Die Rüstungsexporte der Bundesregierung nach Saudi-Arabien tragen zum Leiden der Menschen im Jemen bei und befördern die Aufhebung zentraler Prinzipien sowie den Bruch des humanitären Völkerrechts durch alle am Jemen-Konflikt beteiligten Staaten (viii). Vertragliche und politische Verpflichtungen Deutschlands wie beispielsweise der Gemeinsame Standpunkt der EU zu Rüstungsexporten (EUGS) oder das UN-Waffenhandelsabkommens (Arms Trade Treaties, ATT) erfordern eine wesentlich restriktivere Genehmigungs- und Exportpraxis der Bundesregierung (ix).
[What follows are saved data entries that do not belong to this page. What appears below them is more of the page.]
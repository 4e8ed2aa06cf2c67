//! Content stream operators.

macro_rules! operators {
    ($($(#[$doc:meta])* $variant:ident => $kw:literal),* $(,)?) => {
        /// A content stream operator.
        #[derive(Debug, Clone, Copy, PartialEq, Eq, Hash)]
        pub enum Operator {
            $($(#[$doc])* $variant,)*
            /// An operator keyword not defined by PDF. It is kept and ignored.
            Unknown,
        }

        impl Operator {
            /// Look up the operator for a keyword.
            pub fn from_keyword(kw: &[u8]) -> Self {
                match kw {
                    $($kw => Self::$variant,)*
                    _ => Self::Unknown,
                }
            }

            /// The keyword of a known operator.
            pub fn keyword(&self) -> Option<&'static [u8]> {
                match self {
                    $(Self::$variant => Some(&$kw[..]),)*
                    Self::Unknown => None,
                }
            }
        }
    };
}

operators! {
    /// `w`
    LineWidth => b"w",
    /// `J`
    LineCap => b"J",
    /// `j`
    LineJoin => b"j",
    /// `M`
    MiterLimit => b"M",
    /// `d`
    DashPattern => b"d",
    /// `ri`
    RenderingIntent => b"ri",
    /// `i`
    Flatness => b"i",
    /// `gs`
    SetGraphicsState => b"gs",
    /// `q`
    SaveState => b"q",
    /// `Q`
    RestoreState => b"Q",
    /// `cm`
    Transform => b"cm",
    /// `m`
    MoveTo => b"m",
    /// `l`
    LineTo => b"l",
    /// `c`
    CurveTo => b"c",
    /// `v`
    CurveToV => b"v",
    /// `y`
    CurveToY => b"y",
    /// `h`
    ClosePath => b"h",
    /// `re`
    Rectangle => b"re",
    /// `S`
    Stroke => b"S",
    /// `s`
    CloseStroke => b"s",
    /// `f`
    Fill => b"f",
    /// `F`
    FillCompat => b"F",
    /// `f*`
    FillEvenOdd => b"f*",
    /// `B`
    FillStroke => b"B",
    /// `B*`
    FillStrokeEvenOdd => b"B*",
    /// `b`
    CloseFillStroke => b"b",
    /// `b*`
    CloseFillStrokeEvenOdd => b"b*",
    /// `n`
    EndPath => b"n",
    /// `W`
    ClipNonZero => b"W",
    /// `W*`
    ClipEvenOdd => b"W*",
    /// `BT`
    BeginText => b"BT",
    /// `ET`
    EndText => b"ET",
    /// `Tc`
    CharSpacing => b"Tc",
    /// `Tw`
    WordSpacing => b"Tw",
    /// `Tz`
    HorizontalScaling => b"Tz",
    /// `TL`
    TextLeading => b"TL",
    /// `Tf`
    TextFont => b"Tf",
    /// `Tr`
    TextRenderingMode => b"Tr",
    /// `Ts`
    TextRise => b"Ts",
    /// `Td`
    NextLineOffset => b"Td",
    /// `TD`
    NextLineOffsetLeading => b"TD",
    /// `Tm`
    TextMatrix => b"Tm",
    /// `T*`
    NextLine => b"T*",
    /// `Tj`
    ShowText => b"Tj",
    /// `TJ`
    ShowTexts => b"TJ",
    /// `'`
    NextLineShowText => b"'",
    /// `"`
    NextLineShowTextSpacing => b"\"",
    /// `d0`
    Type3Width => b"d0",
    /// `d1`
    Type3WidthBBox => b"d1",
    /// `CS`
    StrokeColorSpace => b"CS",
    /// `cs`
    FillColorSpace => b"cs",
    /// `SC`
    StrokeColor => b"SC",
    /// `SCN`
    StrokeColorNamed => b"SCN",
    /// `sc`
    FillColor => b"sc",
    /// `scn`
    FillColorNamed => b"scn",
    /// `G`
    StrokeGray => b"G",
    /// `g`
    FillGray => b"g",
    /// `RG`
    StrokeRgb => b"RG",
    /// `rg`
    FillRgb => b"rg",
    /// `K`
    StrokeCmyk => b"K",
    /// `k`
    FillCmyk => b"k",
    /// `sh`
    PaintShading => b"sh",
    /// `BI`
    BeginInlineImage => b"BI",
    /// `ID`
    InlineImageData => b"ID",
    /// `EI`
    EndInlineImage => b"EI",
    /// `Do`
    XObject => b"Do",
    /// `MP`
    MarkedContentPoint => b"MP",
    /// `DP`
    MarkedContentPointProperties => b"DP",
    /// `BMC`
    BeginMarkedContent => b"BMC",
    /// `BDC`
    BeginMarkedContentProperties => b"BDC",
    /// `EMC`
    EndMarkedContent => b"EMC",
    /// `BX`
    BeginCompatibility => b"BX",
    /// `EX`
    EndCompatibility => b"EX",
}

impl Operator {
    /// Operators that start a new path.
    pub fn is_path_start(&self) -> bool {
        matches!(self, Self::MoveTo | Self::Rectangle)
    }

    /// Operators that extend the current path.
    pub fn is_path_construction(&self) -> bool {
        matches!(
            self,
            Self::MoveTo
                | Self::LineTo
                | Self::CurveTo
                | Self::CurveToV
                | Self::CurveToY
                | Self::ClosePath
                | Self::Rectangle
        )
    }

    /// Operators that mark the current path as a clipping path.
    pub fn is_clip(&self) -> bool {
        matches!(self, Self::ClipNonZero | Self::ClipEvenOdd)
    }

    /// Operators that paint (or discard) and end the current path.
    pub fn is_path_painting(&self) -> bool {
        matches!(
            self,
            Self::Stroke
                | Self::CloseStroke
                | Self::Fill
                | Self::FillCompat
                | Self::FillEvenOdd
                | Self::FillStroke
                | Self::FillStrokeEvenOdd
                | Self::CloseFillStroke
                | Self::CloseFillStrokeEvenOdd
                | Self::EndPath
        )
    }

    /// The closing operator of an aggregate opened by `self`.
    pub fn closing_operator(&self) -> Option<Self> {
        match self {
            Self::SaveState => Some(Self::RestoreState),
            Self::BeginText => Some(Self::EndText),
            Self::BeginMarkedContent | Self::BeginMarkedContentProperties => {
                Some(Self::EndMarkedContent)
            }
            _ => None,
        }
    }

    /// Whether the operator closes an aggregate.
    pub fn is_closing(&self) -> bool {
        matches!(
            self,
            Self::RestoreState | Self::EndText | Self::EndMarkedContent
        )
    }
}

#[cfg(test)]
mod tests {
    use super::Operator;

    #[test]
    fn keywords() {
        assert_eq!(Operator::from_keyword(b"f*"), Operator::FillEvenOdd);
        assert_eq!(Operator::from_keyword(b"\""), Operator::NextLineShowTextSpacing);
        assert_eq!(Operator::from_keyword(b"xyz"), Operator::Unknown);
        assert_eq!(Operator::SetGraphicsState.keyword(), Some(&b"gs"[..]));
    }

    #[test]
    fn closing_pairs() {
        assert_eq!(
            Operator::BeginMarkedContentProperties.closing_operator(),
            Some(Operator::EndMarkedContent)
        );
        assert!(Operator::RestoreState.is_closing());
        assert_eq!(Operator::MoveTo.closing_operator(), None);
    }
}
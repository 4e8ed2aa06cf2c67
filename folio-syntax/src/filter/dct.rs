use crate::object::{Dict, keys};
use std::io::Cursor;
use zune_jpeg::JpegDecoder;
use zune_jpeg::zune_core::colorspace::ColorSpace;
use zune_jpeg::zune_core::options::DecoderOptions;

/// Decode baseline or progressive JPEG data into interleaved 8-bit samples
/// (1 component for gray, 3 for RGB, 4 for CMYK).
pub(crate) fn decode(data: &[u8], params: &Dict) -> Option<Vec<u8>> {
    let options = DecoderOptions::default()
        .set_max_width(u16::MAX as usize)
        .set_max_height(u16::MAX as usize);
    let mut decoder = JpegDecoder::new_with_options(Cursor::new(data), options);
    decoder.decode_headers().ok()?;

    let color_transform = params.get::<u8>(keys::COLOR_TRANSFORM);

    let out_colorspace = match decoder.input_colorspace()? {
        ColorSpace::YCbCr if color_transform == Some(0) => ColorSpace::YCbCr,
        ColorSpace::Luma | ColorSpace::LumaA => ColorSpace::Luma,
        ColorSpace::CMYK => ColorSpace::CMYK,
        ColorSpace::YCCK => ColorSpace::YCCK,
        _ => ColorSpace::RGB,
    };

    decoder.set_options(options.jpeg_set_out_colorspace(out_colorspace));
    let mut decoded = decoder.decode().ok()?;

    if out_colorspace == ColorSpace::YCCK {
        // Adobe YCCK: convert the first three channels, keep K.
        for c in decoded.chunks_mut(4) {
            let y = c[0] as f32;
            let cb = c[1] as f32;
            let cr = c[2] as f32;
            c[0] = (434.456 - y - 1.402 * cr).clamp(0.0, 255.0) as u8;
            c[1] = (119.541 - y + 0.344 * cb + 0.714 * cr).clamp(0.0, 255.0) as u8;
            c[2] = (481.816 - y - 1.772 * cb).clamp(0.0, 255.0) as u8;
        }
    }

    Some(decoded)
}
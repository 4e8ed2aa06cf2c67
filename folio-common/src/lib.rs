//! Low-level cursors shared by the folio crates.
//!
//! This crate is not meant for external consumption.

#![forbid(unsafe_code)]
#![deny(missing_docs)]

pub mod bit;
pub mod byte;
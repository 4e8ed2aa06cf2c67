//! Whole-file image codecs that are recognized by their magic bytes.

use image::codecs::tiff::TiffDecoder;
use image::{DynamicImage, ImageDecoder, ImageFormat, RgbaImage};
use log::{debug, warn};
use std::io::Cursor;

/// Images larger than this (in pixels) are not decoded.
pub(crate) const MAX_PIXELS: u64 = 1 << 28;

/// Decode PNG or JPEG data that was embedded as-is, without relying on the
/// filters declared by the image.
pub(crate) fn decode_direct(data: &[u8]) -> Option<RgbaImage> {
    let format = image::guess_format(data).ok()?;

    if !matches!(format, ImageFormat::Png | ImageFormat::Jpeg) {
        return None;
    }

    match image::load_from_memory_with_format(data, format) {
        Ok(img) => within_limits(img),
        Err(e) => {
            debug!("direct {format:?} decode failed: {e}");

            None
        }
    }
}

/// Whether `data` starts like a TIFF file, in either byte order.
pub(crate) fn is_tiff(data: &[u8]) -> bool {
    data.starts_with(b"II*\0") || data.starts_with(b"MM\0*")
}

/// Decode a TIFF file, applying its orientation tag.
pub(crate) fn decode_tiff(data: &[u8]) -> Option<RgbaImage> {
    let decode = || -> image::ImageResult<DynamicImage> {
        let mut decoder = TiffDecoder::new(Cursor::new(data))?;
        let orientation = decoder.orientation()?;
        let mut img = DynamicImage::from_decoder(decoder)?;
        img.apply_orientation(orientation);

        Ok(img)
    };

    match decode() {
        Ok(img) => within_limits(img),
        Err(e) => {
            warn!("failed to decode TIFF image: {e}");

            None
        }
    }
}

fn within_limits(img: DynamicImage) -> Option<RgbaImage> {
    let pixels = img.width() as u64 * img.height() as u64;

    if pixels == 0 || pixels > MAX_PIXELS {
        warn!("image of {}x{} pixels is out of bounds", img.width(), img.height());

        return None;
    }

    Some(img.into_rgba8())
}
Aufgrund dieser Verpflichtungen fordern wir die Bundesregierung auf

  • aktuelle Ausfuhrgenehmigungen nach Saudi-Arabien zu widerrufen,
  • die im Koalitionsvertrag festgeschriebene Rüstungsexportpolitik gegenüber allen am Jemen-Konflikt beteiligten Staaten konsequent umzusetzen,
  • die Forderung des Europäischen Parlaments nach einem Ende von Rüstungsexporten an alle am Jemen-Konflikt beteiligten Staaten anzunehmen und zu befolgen,
  • sich für ein EU-weites Waffenembargo für alle am Jemen-Konflikt beteiligten Staaten einzusetzen,
  • ein umfassendes und zeitlich nicht befristetes nationales Rüstungsexportverbot für alle am Jemen-Konflikt beteiligten Staaten zu beschließen.

 

(i) Auswärtiges Amt: Humanitäre Hilfe im Jemen, 11. Nov. 2019, buff.ly/2qJ1o0U
(ii) Koalitionsvertrag zwischen CDU, CSU und SPD, 19. Legislaturperiode, Zif.7034f.: „Wir schränken die Rüstungsexporte für Drittländer weiter ein, die weder NATO noch EU-Mitgliedsländer sind, noch diesen gleichgestellt.“; Zif.7040f.: „Wir werden ab sofort keine Ausfuhren an Länder genehmigen, solange diese unmittelbar am Jemen-Krieg beteiligt sind.“; Zif.7043f.: „Wir wollen diese restriktive Exportpolitik mit Blick auf den Jemen auch mit unseren Partnern im Bereich der europäischen Gemeinschaftsprojekte verabreden.“ bit.ly/2HCOTw0.
(iii) Handicap International: 1 Jahr Konflikt im Jemen: Immer noch Einsatz von Streumunition, März 2016, buff.ly/37zCqB7.
(iv) Action on Armed Violence: Explosive Violence Monitor 2018, May 2019, buff.ly/2OGwij4
(v) Das Team konnte durch die Analyse von Video- und Satellitenbildern verschiedene aus Deutschland exportierte Waffen sowie Rüstungstechnologie im Jemen lokalisieren. bit.ly/2ZFGR9G, bit.ly/2Ne4aGx.
(vi) Grüll, Phillip u.a., BR.de (Hrsg.): #GermanArms - Rechercheprojekt deckt Verwendung deutscher Waffen im Jemen-Krieg auf, Februar 2019, bit.ly/2N8AISi.
(vii) Kabisch, Volkmar/Kaul, Martin: Anzeige gegen deutsche Waffenfirmen, Dezember 2020, buff.ly/39Jju49.
(viii) Unmittelbare militärische Beteiligung von Saudi-Arabien, den Vereinigten Arabischen Emiraten, Ägypten, Bahrain, Kuwait, Jordanien, dem Sudan und Senegal durch Luftangriffe, Seeblockade oder Einsätzen von Bodentruppen.
(ix) „Die Mitgliedstaaten … verweigern eine Ausfuhrgenehmigung, wenn eindeutig das Risiko besteht, dass die Militärtechnologie oder die Militärgüter, die zur Ausfuhr bestimmt sind verwendet werden, um schwere Verstöße gegen das humanitäre Völkerrecht zu begehen.“ vgl. Kriterium 7 c EUGS; Vertragsstaaten dürfen eine Ausfuhr nicht genehmigen, wenn „ein überwiegendes Risiko besteht“, dass die betreffenden Waffen oder Güter „dazu verwendet werden könnten, eine schwere Verletzung des humanitären Völkerrechts“ oder „eine schwere Verletzung der internationalen Menschenrechtsnormen zu begehen oder zu erleichtern.“ vgl. Art. 3 i.V.m. Art. 7 Abs. 1 litt. b) i), ii) ATT.